The next moment, he’d tripped over his own oxen feet, and in a flash of horror, felt his momentum shift.

The floor came up at him, Gilly trapped in his arms, and all he could think was to twist, to turn his back to the floor and hold onto her.

Cushion her as he crashed onto the dance floor.

Sort of.

He landed with his body curled around her, one leg under her, one on top of her, his arms crushing her to his chest. The dancers parted, gasps echoing into the chorus of the song.

Gilly lay tangled, her arms pinned against him, her leg under his, her face buried in his chest.

Struggling.

“Let me go.”

He didn’t hear her the first time—the chorus muffling her cries.

But he definitely heard her when she slammed her fist into his chest. “Reuben.

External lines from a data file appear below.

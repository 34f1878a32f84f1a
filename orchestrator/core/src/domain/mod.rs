// Copyright (c) 2026 100monkeys.ai
// SPDX-License-Identifier: AGPL-3.0
//! Domain types shared by every crewlink component.
//!
//! No I/O lives here; repositories and transports are traits implemented in
//! `crate::infrastructure`.

pub mod agent;
pub mod config;
pub mod error;
pub mod events;
pub mod llm;
pub mod repository;

pub use error::FabricError;
// Copyright (c) 2026 100monkeys.ai
// SPDX-License-Identifier: AGPL-3.0

//! Daemon HTTP server implementation

use anyhow::{Context, Result};
use axum::Router;
use std::net::SocketAddr;
use std::sync::Arc;
use tokio::net::TcpListener;
use tokio::signal;
use tokio::task::JoinHandle;
use tokio_util::sync::CancellationToken;
use tower_http::trace::TraceLayer;
use tracing::{error, info, warn};

use crewlink_core::{
    application::{liveness::LivenessMonitor, registry::AgentRegistry},
    domain::config::FabricConfig,
    infrastructure::{
        channel_hub::ChannelHub, event_bus::EventBus, llm::LlmProvider,
        repositories::InMemoryAgentRepository,
    },
    presentation::{self, FabricState},
};
use crewlink_sdk::connect_bus;
use crewlink_swarm::application::{CrewFanoutPlanner, CrewOrchestrator, LlmTaskPlanner, TaskPlanner};
use crewlink_swarm::domain::{Phase, RosterTable};

use super::DaemonOptions;

/// Sender id the orchestrator publishes under.
const ORCHESTRATOR_SENDER: &str = "orchestrator";

/// Everything the daemon serves, wired from one configuration.
pub struct Fabric {
    pub config: FabricConfig,
    pub registry: Arc<AgentRegistry>,
    pub bus: EventBus,
    pub hub: ChannelHub,
    pub orchestrator: Arc<CrewOrchestrator>,
    shutdown: CancellationToken,
}

impl Fabric {
    pub fn build(config: FabricConfig) -> Result<Self> {
        config.validate().context("Configuration validation failed")?;

        let bus = connect_bus(
            &config.bus.url,
            config.resolved_api_key(),
            config.bus.capacity,
            ORCHESTRATOR_SENDER,
        )
        .context("Failed to set up event bus")?;
        let hub = ChannelHub::new();
        let registry = Arc::new(AgentRegistry::new(
            Arc::new(InMemoryAgentRepository::new()),
            bus.clone(),
            config.liveness.liveness_timeout(),
        ));

        let planner: Arc<dyn TaskPlanner> = match LlmProvider::from_config(&config.llm)
            .context("Failed to initialize LLM provider")?
        {
            Some(provider) => Arc::new(LlmTaskPlanner::new(Arc::new(provider))),
            None => {
                info!("No LLM provider configured, plans fan out across the crew");
                Arc::new(CrewFanoutPlanner)
            }
        };

        let rosters = RosterTable::from_config(&config.crew).context("Invalid crew rosters")?;
        let initial_phase: Phase = config
            .crew
            .initial_phase
            .parse()
            .context("Invalid crew.initial_phase")?;

        let orchestrator = Arc::new(
            CrewOrchestrator::new(
                registry.clone(),
                bus.clone(),
                hub.clone(),
                planner,
                rosters,
                initial_phase,
            )
            .with_retention(config.crew.max_crews, config.crew.max_tasks),
        );

        Ok(Self {
            config,
            registry,
            bus,
            hub,
            orchestrator,
            shutdown: CancellationToken::new(),
        })
    }

    /// Registry, bus, channel and crew routes behind the API key, with request tracing.
    pub fn router(&self) -> Router {
        let routes = presentation::router(FabricState::new(
            self.registry.clone(),
            self.bus.clone(),
            self.hub.clone(),
        ))
        .merge(crewlink_swarm::presentation::router(self.orchestrator.clone()));

        presentation::protect(routes, self.config.resolved_api_key()).layer(TraceLayer::new_for_http())
    }

    /// Spawn the liveness sweep. It stops when the fabric shuts down.
    pub fn start_liveness(&self) -> JoinHandle<()> {
        LivenessMonitor::new(
            self.registry.clone(),
            self.config.liveness.sweep_interval(),
            self.shutdown.child_token(),
        )
        .start()
    }

    pub fn shutdown_token(&self) -> CancellationToken {
        self.shutdown.clone()
    }
}

pub async fn start_daemon(options: DaemonOptions) -> Result<()> {
    let mut config = FabricConfig::load_or_default(options.config_path.clone())
        .context("Failed to load configuration")?;
    if let Some(host) = options.host {
        config.server.bind_address = host;
    }
    if let Some(port) = options.port {
        config.server.port = port;
    }

    info!(
        bus = %config.bus.url,
        heartbeat_interval_secs = config.liveness.heartbeat_interval_secs,
        liveness_timeout_secs = config.liveness.liveness_timeout().as_secs(),
        auth = config.api_key.is_some(),
        "Configuration loaded"
    );

    if let Some(metrics_port) = options.metrics_port {
        metrics_exporter_prometheus::PrometheusBuilder::new()
            .with_http_listener(SocketAddr::from(([0, 0, 0, 0], metrics_port)))
            .install()
            .context("Failed to start Prometheus exporter")?;
        info!("Metrics exposed on 0.0.0.0:{}/metrics", metrics_port);
    }

    let fabric = Fabric::build(config)?;
    let liveness = fabric.start_liveness();
    let shutdown = fabric.shutdown_token();
    let app = fabric.router();

    let addr = format!("{}:{}", fabric.config.server.bind_address, fabric.config.server.port);
    let listener = TcpListener::bind(&addr)
        .await
        .with_context(|| format!("Failed to bind to {}", addr))?;

    info!("Orchestrator listening on {}", addr);

    let serve_shutdown = shutdown.clone();
    axum::serve(listener, app)
        .with_graceful_shutdown(async move {
            shutdown_signal().await;
            serve_shutdown.cancel();
        })
        .await
        .context("HTTP server failed")?;

    shutdown.cancel();
    if let Err(e) = liveness.await {
        error!("Liveness monitor ended abnormally: {}", e);
    }

    info!("Orchestrator shut down");

    Ok(())
}

async fn shutdown_signal() {
    let ctrl_c = async {
        if let Err(e) = signal::ctrl_c().await {
            warn!("Failed to install Ctrl+C handler: {}", e);
            std::future::pending::<()>().await;
        }
    };

    #[cfg(unix)]
    let terminate = async {
        match signal::unix::signal(signal::unix::SignalKind::terminate()) {
            Ok(mut sigterm) => {
                sigterm.recv().await;
            }
            Err(e) => {
                warn!("Failed to install SIGTERM handler: {}", e);
                std::future::pending::<()>().await;
            }
        }
    };

    #[cfg(not(unix))]
    let terminate = std::future::pending::<()>();

    tokio::select! {
        _ = ctrl_c => {
            info!("Received Ctrl+C signal");
        },
        _ = terminate => {
            info!("Received SIGTERM signal");
        },
    }
}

Let. Me. Go!”

The music still played, but with her near shout, hands came down, lifted her away from him.

Rescuing her from his embrace.

He scooted back, trying to free her.

And then, he was just sitting alone on the floor. She had scrambled to her feet and now stared down at him.

He expected embarrassment, maybe anger.

Not the wide-eyed horror, the almost terrified expression that flushed her face.

Nor the sense that she wasn’t staring at him, but through him, to a fixed point of pain that he’d managed to stir to the surface.

“Gilly—”

She turned and fled.

His only saving grace was that the music covered his sharp epitaph of frustration, freshly lit, a live coal in his chest.